Chinese Acquisition of Semiconductor Firm Poses Security Risks, US Treasury Warns

The U.S. Treasury Department said the sale of Magnachip Semiconductor Corp. to a Chinese private equity firm poses “risks to national security,” as Chinese investments in critical technologies meet with enhanced U.S. scrutiny.

Magnachip, a South Korean producer for display and power chips, sold its controlling stake in late March to Chinese private equity firm Wise Road Capital in an all-cash deal worth about $1.4 billion.

The Committee on Foreign Investment in the United States (CFIUS), the U.S. interagency panel overseen by the Treasury Department that scrutinizes foreign deals for national security implications, sent a letter to Magnachip on Aug. 27, saying it has “identified risks to the national security of the United States arising as a result of the Merger,” and would seek President Joe Biden’s decision on the issue, the company disclosed in its latest filing with the U.S. Securities and Exchange Commission (SEC).

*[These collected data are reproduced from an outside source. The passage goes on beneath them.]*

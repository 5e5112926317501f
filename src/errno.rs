// hook 操作错误码
#[repr(i32)]
#[derive(Copy, Clone, Debug, Eq, PartialEq)]
pub enum Errno {
    InvalidArg = 1, // 参数无效:空符号名或空 original 槽
    NoSym = 2,      // 符号解析失败
    FilterReg = 3,  // 拦截目标登记失败
    ThunkReg = 4,   // 分发 thunk 注册失败
    Repeat = 5,     // hook 已安装,重复安装
}

impl Errno {
    pub const fn as_i32(self) -> i32 {
        self as i32
    }
}

impl From<Errno> for i32 {
    fn from(value: Errno) -> Self {
        value as i32
    }
}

CFIUS added that it has not identified measures that “adequately mitigate the identified risks.”

Magnachip, in its filing, said they are “assessing the next steps” but could not give an assurance that it would agree to U.S. proposals to facilitate clearance from the agency.

Regulators in the United States and South Korea have both been reviewing the sale. CFIUS ordered to put the merger on pause in June as it probes the deal, a process the company expects to complete within the coming two weeks.

The SEC filing did not give detail on the nature of such risks.

Smaller than postal stamps, microchips are nonetheless essential in modern electronics such as cars, smartphones, computers, 5G infrastructure, and artificial intelligence, making it a source of tension between the United States and China as the two powers rival for tech dominance.

While the United States is the market leader for semiconductor design and research, companies have largely outsourced their manufacturing to Asia. The pandemic-fueled global chip shortage has highlighted issues with such dependence and ignited calls for the United States to rely less on China.

A new type of 300 millimeter wafer with semiconductor chips and finished microchips of the semiconductor German manufacturer Bosch is pictured in Dresden, eastern Germany on May 31, 2021. (Jens Schlueter/AFP via Getty Images)
A new type of 300-millimeter wafer with semiconductor chips and finished microchips of the semiconductor German manufacturer Bosch is pictured in Dresden, eastern Germany on May 31, 2021. (Jens Schlueter/AFP via Getty Images)

The U.S. Senate in June passed the “U.S. Innovation and Competition Act” to set aside $190 billion of provisions to fortify U.S. technology and research, plus $54 billion specifically to increase production of semiconductors, microchips, and telecommunication equipment. On June 29, the House also passed a version of the act and a separate bill aimed at boosting U.S. scientific competitiveness against China.

Over the past few years, concerns from the U.S. security panel and U.S. presidents have caused several proposed semiconductor deals to be dropped.

In 2018, the CFIUS blocked a $580 million sale of U.S. semiconductor testing company Xcerra Corp to a Chinese state-backed semiconductor investment fund, Hubei Xinyan.

In 2017, former U.S. President Donald Trump blocked a Chinese-backed private equity firm from buying Lattice Semiconductor Corp, a chipmaker based in Oregon.

After the Magnachip deal was announced in March, South Koreans began a petition to the government objecting to the merger. It collected 33,451 signatures over a month.

Financial Information Technology Alliance (FITC), the parent company of Wise Road Capital based in Beijing, had previously expressed support for advancing China’s local semiconductor testing industry, following its September 2020 acquisition of Singaporean semiconductor testing firm, UTAC.

Two dozen Chinese companies sit as board members for FITC, including China’s biggest and partially state-owned chipmaker, SMIC.